Blue Sky On Mars

Thoughts on Building Software Products

Firefox a hog on Mac OS X?

by Kevin Dangoor

Is it just me, or is Firefox a bit of a hog compared to Safari on Mac OS X? I’ve got a G4 PowerBook, and it runs just fine with Firefox or Safari. But my “hog-o-meter” goes off whenever Firefox is running. What is my “hog-o-meter”? The fan… When I’m using Safari, the PowerBook is entirely silent. When I’m doing my browsing in Firefox, the fan is almost always running and making some noise.

Safari also feels snappier, which is most likely the difference between a XUL-based application and an entirely native one.

As of today, Firefox with the right plugins is an unbeatable browser for web development. It also continues to have the best “type ahead find” implementation I’ve seen. And, I do come across sites every now and then that just don’t work in Safari (but that’s rare enough as to not be a bother).
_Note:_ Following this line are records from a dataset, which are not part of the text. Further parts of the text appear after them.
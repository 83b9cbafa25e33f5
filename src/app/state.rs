// ==========================================
// 家禽杂交预测系统 - 应用状态
// ==========================================
// 职责: 管理应用级别的共享状态和API实例
// 装配: 配置 → 目录导入 → 缓存后端 → API
// ==========================================

use std::sync::Arc;
use tracing::{info, warn};

use crate::api::{ApiResult, BreedApi, CrossApi};
use crate::config::config_manager::{AppConfig, CacheBackend};
use crate::importer::CatalogImporter;
use crate::repository::{
    BreedCatalog, InMemoryBreedCatalog, InMemoryPredictionCache, PredictionCache,
    SqlitePredictionCache,
};

/// 应用状态
///
/// 包含所有API实例和共享资源,在 HTTP 层中以 `Arc<AppState>` 共享
pub struct AppState {
    /// 启动时的配置快照
    pub config: AppConfig,

    /// 品种目录（只读）
    pub catalog: Arc<dyn BreedCatalog>,

    /// 预测缓存（CACHE=off 时为 None）
    pub cache: Option<Arc<dyn PredictionCache>>,

    /// 品种API
    pub breed_api: Arc<BreedApi>,

    /// 杂交API
    pub cross_api: Arc<CrossApi>,
}

impl AppState {
    /// 按配置装配应用状态
    ///
    /// # 返回
    /// - Err(ApiError::ValidationError): 目录存在 Error 级违规
    /// - Err(ApiError::ImportError): 目录文件缺失或无法解析
    /// - Err(ApiError::DatabaseConnectionError): SQLite 缓存无法打开
    pub fn from_config(config: &AppConfig) -> ApiResult<Self> {
        let importer = CatalogImporter::new();
        let imported = match &config.catalog_path {
            Some(path) => importer.import_file(path)?,
            None => importer.import_embedded()?,
        };

        info!(
            batch_id = %imported.report.batch_id,
            accepted = imported.report.accepted,
            duplicates = imported.report.duplicates,
            warnings = imported.report.warnings,
            "品种目录加载完成"
        );

        let catalog: Arc<dyn BreedCatalog> = Arc::new(InMemoryBreedCatalog::new(imported.records));
        let cache = Self::build_cache(config)?;

        Ok(Self::from_parts(config.clone(), catalog, cache))
    }

    /// 由已构建的目录与缓存装配（测试与嵌入场景使用）
    pub fn from_parts(
        config: AppConfig,
        catalog: Arc<dyn BreedCatalog>,
        cache: Option<Arc<dyn PredictionCache>>,
    ) -> Self {
        let breed_api = Arc::new(BreedApi::new(catalog.clone()));
        let cross_api = Arc::new(CrossApi::new(catalog.clone(), cache.clone()));

        Self {
            config,
            catalog,
            cache,
            breed_api,
            cross_api,
        }
    }

    fn build_cache(config: &AppConfig) -> ApiResult<Option<Arc<dyn PredictionCache>>> {
        match config.cache_backend {
            CacheBackend::Off => {
                warn!("预测缓存已关闭");
                Ok(None)
            }
            CacheBackend::Memory => Ok(Some(Arc::new(InMemoryPredictionCache::new()))),
            CacheBackend::Sqlite => {
                let db_path = config.db_path.clone().unwrap_or_else(get_default_db_path);
                info!(db_path = %db_path, "使用 SQLite 预测缓存");
                Ok(Some(Arc::new(SqlitePredictionCache::new(&db_path)?)))
            }
        }
    }
}

/// 默认缓存数据库路径
///
/// 优先使用用户数据目录,取不到时回退到当前目录
pub fn get_default_db_path() -> String {
    use std::path::PathBuf;

    let mut path = PathBuf::from("./poultry_cross.db");

    if let Some(data_dir) = dirs::data_dir() {
        let dir = data_dir.join("poultry-cross");
        if std::fs::create_dir_all(&dir).is_ok() {
            path = dir.join("poultry_cross.db");
        }
    }

    path.to_string_lossy().to_string()
}

#[cfg(test)]
mod tests {
    use super::*;

    #[test]
    fn test_get_default_db_path() {
        let path = get_default_db_path();
        assert!(!path.is_empty());
        assert!(path.ends_with(".db"));
    }

    #[test]
    fn test_from_config_uses_embedded_catalog() {
        let state = AppState::from_config(&AppConfig::default()).unwrap();
        assert_eq!(state.catalog.len().unwrap(), 30);
        assert!(state.cache.is_some());
    }

    #[test]
    fn test_cache_off_disables_cache() {
        let config = AppConfig {
            cache_backend: CacheBackend::Off,
            ..AppConfig::default()
        };
        let state = AppState::from_config(&config).unwrap();
        assert!(state.cache.is_none());
    }

    #[test]
    fn test_missing_catalog_file_is_import_error() {
        let config = AppConfig {
            catalog_path: Some("/nonexistent/breeds.json".to_string()),
            ..AppConfig::default()
        };
        let err = AppState::from_config(&config).err().unwrap();
        assert_eq!(err.code(), "IMPORT_ERROR");
    }
}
Browsing is a such a key activity that I don’t mind slowing down my computer a little bit to use the best browser out there. Safari has made some great strides with each new version… perhaps what it really needs is an open plugin architecture. There are a bunch of add-ons available, if you take a look at Pimp My Safari, but from what I’ve read these folks didn’t have an open front door for extending Safari. They had to take advantage of the fact that Mac OS X Cocoa apps have an exceedingly cool architecture that let’s you hook into and manipulate objects in the system. (If you’re a geek and you’ve got a Mac, you should really check out the F-Script Anywhere object browser to see just how much you can do without having “open” APIs.)

Trying out Google AdSense

by Kevin Dangoor

This blog has always been for my personal use. I’ve been free to write what I please here and link to whatever I think is interesting and that I want to remember.

I’ve decided to try out Google’s AdSense ads here because:

1. I don’t feel that the ads will change my freedom to write what I wish here. Nothing I’ve written over the past 4 years violates the Terms of Service, so I have no reason to expect I’ll start now.
2. AdSense ads can be unobtrusive. I’ve chosen the text-only ads at this point, and I have no plans to put ads in my RSS feeds. An ad-per-entry in an RSS feed would be nasty, and I’d have to be really sure that they’re not getting in the way of my main content.
3. AdSense *can* add value. I’m going to watch what kind of ads show up, but Google has a terrific advertising model.
4. This site gets enough traffic that some of my hosting costs will be offset by the ads.

To expand on #3 above, I think that Google has grown to $1 billion a year in *profit* because they went after an advertising model in which everyone wins. Overture (formerly Goto, and now part of Yahoo!) pioneered the auction-style pay-per-click model, but Google added a really important element: performance. In order to keep an ad in rotation on Google, the companies have to get a certain percentage of clickthroughs. In other words, the ad has to be relevant and interesting to users.

I’ve seen many people with the same kind of attitude about this that I have: it’s an experiment. If I like what the ads are showing and don’t feel in any way constrained or influenced by them, they’ll stay. Most of the blogs that I’ve seen that have added the ads have stuck with them, so I guess they’ve been working well.

One thing I can assure you that I’m not about to start doing is writing about asbestos or some other topic in which I have no interest whatsoever. That just seems like a waste.